Mark Mzyk | January 4, 2008

Jeff Jarvis recently posted a blog post provocatively titled Google is God. It provides lots of interesting stats on the search giant.

Some of the stats given:

  • Google controls 65.1% of all searches in the U.S. at the end of 2007 and 86% of all searches in the UK, according to measurement company Hitwise.
  • Google was searched 4.4 billion times in the U.S. alone in October, 2007 (three times Yahoo), says Nielsen. Average searches per searcher: 40.7.
  • Google’s sites had 112 million U.S. visitors in November, 2007, says Nielsen.
  •  Google employed almost 16,000 people at the end of 2007, a 50% increase over the year before.

What does this tell me?  It tells me a lot of the Western world relies on Google.  But not Google the corporation, instead the Western world relies on Google the code.  The Google code is well oiled enough that if the company folded tomorrow, but its servers remained operational, most of us would probably still use Google until the power was cut.

What else can we see from this?  Well, my guess is Google runs on Linux (when Google doesn’t run on its own code).  So if Google’s code is a god, then Linux must be a Titan.  Open Source is the Mount Olympus of it all.
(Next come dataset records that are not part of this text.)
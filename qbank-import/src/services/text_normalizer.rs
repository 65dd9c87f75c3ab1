//! Text normalization for legacy question content
//!
//! Converts the plugin's HTML fragments to plain markdown-ish text and
//! cleans answer option labels. Conversion never fails from the caller's
//! point of view: when markup cannot be converted, the text is returned
//! with only the entity/whitespace cleanup applied and the outcome says so.

use once_cell::sync::Lazy;
use regex::Regex;
use tracing::warn;

/// Entities decoded by the cleanup step, in application order
const HTML_ENTITIES: [(&str, &str); 12] = [
    ("&nbsp;", " "),
    ("&amp;", "&"),
    ("&lt;", "<"),
    ("&gt;", ">"),
    ("&quot;", "\""),
    ("&#39;", "'"),
    ("&ndash;", "–"),
    ("&mdash;", "—"),
    ("&lsquo;", "\u{2018}"),
    ("&rsquo;", "\u{2019}"),
    ("&ldquo;", "\u{201C}"),
    ("&rdquo;", "\u{201D}"),
];

static TAG: Lazy<Regex> = Lazy::new(|| Regex::new(r"<[^>]*>").unwrap());
static ANY_TAG: Lazy<Regex> = Lazy::new(|| Regex::new(r"<[^>]+>").unwrap());
static LINE_BREAK_TAG: Lazy<Regex> = Lazy::new(|| Regex::new(r"(?i)<br\s*/?>").unwrap());
static BLOCK_CLOSE_TAG: Lazy<Regex> =
    Lazy::new(|| Regex::new(r"(?i)</(?:p|div|li|h[1-6])>").unwrap());
static LIST_ITEM_TAG: Lazy<Regex> = Lazy::new(|| Regex::new(r"(?i)<li[^>]*>").unwrap());
/// A tag opener with no closing `>` before end of text
static UNTERMINATED_TAG: Lazy<Regex> = Lazy::new(|| Regex::new(r"<[A-Za-z/!][^>]*$").unwrap());
static CARRIAGE_RETURN: Lazy<Regex> = Lazy::new(|| Regex::new(r"\r\n|\r").unwrap());
static EXCESS_NEWLINES: Lazy<Regex> = Lazy::new(|| Regex::new(r"\n{3,}").unwrap());

static TABS: Lazy<Regex> = Lazy::new(|| Regex::new(r"\t+").unwrap());
static REPEATED_WHITESPACE: Lazy<Regex> = Lazy::new(|| Regex::new(r"\s{2,}").unwrap());
/// Hebrew option label: letter followed by a period, whitespace, or both
static OPTION_PREFIX: Lazy<Regex> =
    Lazy::new(|| Regex::new(r"^[אבגד](?:\.\s*|\s+)").unwrap());

/// How [`normalize_detailed`] handled markup
#[derive(Debug, Clone, Copy, PartialEq, Eq)]
pub enum HtmlOutcome {
    /// No markup; cleanup only
    Plain,
    /// Markup converted to text
    Converted,
    /// Markup present but not convertible; cleanup only
    CleanedOnly,
}

#[derive(Debug, Clone, PartialEq, Eq)]
pub struct NormalizedText {
    pub text: String,
    pub outcome: HtmlOutcome,
}

/// True when `text` contains anything that looks like a tag
pub fn contains_markup(text: &str) -> bool {
    TAG.is_match(text)
}

/// Normalize `text`, converting HTML when flagged or detected
pub fn normalize(text: &str, is_html: bool) -> String {
    normalize_detailed(text, is_html).text
}

pub fn normalize_detailed(text: &str, is_html: bool) -> NormalizedText {
    if text.is_empty() {
        return NormalizedText {
            text: String::new(),
            outcome: HtmlOutcome::Plain,
        };
    }

    let decoded = decode_entities(&CARRIAGE_RETURN.replace_all(text, "\n"));

    if !is_html && !contains_markup(&decoded) {
        return NormalizedText {
            text: tidy(&decoded),
            outcome: HtmlOutcome::Plain,
        };
    }

    match convert_html(&decoded) {
        Ok(converted) => NormalizedText {
            text: tidy(&converted),
            outcome: HtmlOutcome::Converted,
        },
        Err(reason) => {
            warn!("HTML conversion failed ({}), keeping cleaned text", reason);
            NormalizedText {
                text: tidy(&decoded),
                outcome: HtmlOutcome::CleanedOnly,
            }
        }
    }
}

fn convert_html(html: &str) -> Result<String, String> {
    if let Some(m) = UNTERMINATED_TAG.find(html) {
        return Err(format!("unterminated tag at byte {}", m.start()));
    }

    let text = LINE_BREAK_TAG.replace_all(html, "\n");
    let text = BLOCK_CLOSE_TAG.replace_all(&text, "\n");
    let text = LIST_ITEM_TAG.replace_all(&text, "- ");
    let text = ANY_TAG.replace_all(&text, "");
    Ok(text.into_owned())
}

fn decode_entities(text: &str) -> String {
    let mut decoded = text.to_string();
    for (entity, replacement) in HTML_ENTITIES {
        if decoded.contains(entity) {
            decoded = decoded.replace(entity, replacement);
        }
    }
    decoded
}

fn tidy(text: &str) -> String {
    EXCESS_NEWLINES
        .replace_all(text, "\n\n")
        .trim()
        .to_string()
}

/// Clean an answer option: drop the Hebrew letter label, unescape unit
/// abbreviations, and collapse whitespace
///
/// Idempotent: every leading label is stripped, so a second pass finds
/// nothing left to remove.
pub fn clean_option_text(text: &str) -> String {
    let mut cleaned = TABS.replace_all(text.trim(), " ").into_owned();

    while let Some(m) = OPTION_PREFIX.find(&cleaned) {
        if m.end() == 0 {
            break;
        }
        cleaned = cleaned[m.end()..].trim_start().to_string();
    }

    let cleaned = cleaned.replace("ק\\\"ג", "ק\"ג").replace("מ\\\"ר", "מ\"ר");
    REPEATED_WHITESPACE
        .replace_all(&cleaned, " ")
        .trim()
        .to_string()
}
//! Input file readers (LOADING phase)

pub mod category_sheet;
pub mod source_export;

pub use category_sheet::{load_category_sheet, parse_category_rows, CategorySheet};
pub use source_export::{load_source_export, parse_source_export, SourceExport};

use crate::models::SourceRecord;

/// Give each record its category from the sheet, keyed by title
///
/// Records missing from the sheet keep the category embedded in the export,
/// if any.
pub fn assign_categories(records: &mut [SourceRecord], sheet: &CategorySheet) {
    for record in records {
        if let Some(category) = sheet.get(&record.title) {
            record.category = Some(category.to_string());
        }
    }
}

#[cfg(test)]
mod tests {
    use super::*;
    use qbank_common::config::SpreadsheetConfig;

    #[test]
    fn test_assign_categories_prefers_sheet() {
        let sheet = parse_category_rows(
            vec![
                vec!["title".to_string(), "category".to_string()],
                vec!["שאלה 1".to_string(), "חפירות".to_string()],
            ],
            &SpreadsheetConfig {
                title_column: 0,
                category_column: 1,
                excluded_categories: vec![],
            },
        );
        let mut records = vec![
            SourceRecord {
                title: "שאלה 1".to_string(),
                category: Some("ישן".to_string()),
                ..Default::default()
            },
            SourceRecord {
                title: "שאלה 2".to_string(),
                category: Some("פיגומים".to_string()),
                ..Default::default()
            },
            SourceRecord {
                title: "שאלה 3".to_string(),
                ..Default::default()
            },
        ];

        assign_categories(&mut records, &sheet);
        assert_eq!(records[0].category.as_deref(), Some("חפירות"));
        assert_eq!(records[1].category.as_deref(), Some("פיגומים"));
        assert_eq!(records[2].category, None);
    }
}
Of course, no one fears Olympus.  No need to fear the Titans, they were conquered long ago.  But a god still has the power to condemn us to Hell (if I’m allowed to mix my Greek Mythology metaphor with a bit of modern day religion).  As long as Google remains a black box, it will be a god that is feared, while also being worshiped.  That’s simply how it works.

Notice I bolded one fact about Google.  Google employed almost 16,000 people at the end of 2007, a 50% increase over the year before.

Ponder that for a moment.  That growth is astronomical.  But it also tells me something.  If you hire 8,000 people in a year, how can you ever hope to only hire only the best and the brightest, as I’ve heard is Google’s goal?  Some mediocre, and even poor, employees must slip through the process.  Like everything else, this has implications.  Google is now huge – and so must its code base be.  The amount of code produced at Google is probably increasing linearly, if not exponentially at this point.  And quality is probably dropping like a rock.

Not all at once – it might take a while before we ever notice, but I bet there is grumbling going on at Google behind closed doors about maintaining all of that.  It can’t all be beautiful code.  The odds don’t allow it.  One day, the cracks will start to show through the facade.

Google’s code might not achieve sentience, but it is already a god.  It controls a lot of what I do on the net, and it now controls 16,000 people full time.  How many more might it enslave this year?  And how long can it last as a god, before it to is conquered, just like the Titans?  Think of the previous gods: Microsoft, IBM, the list goes on and on.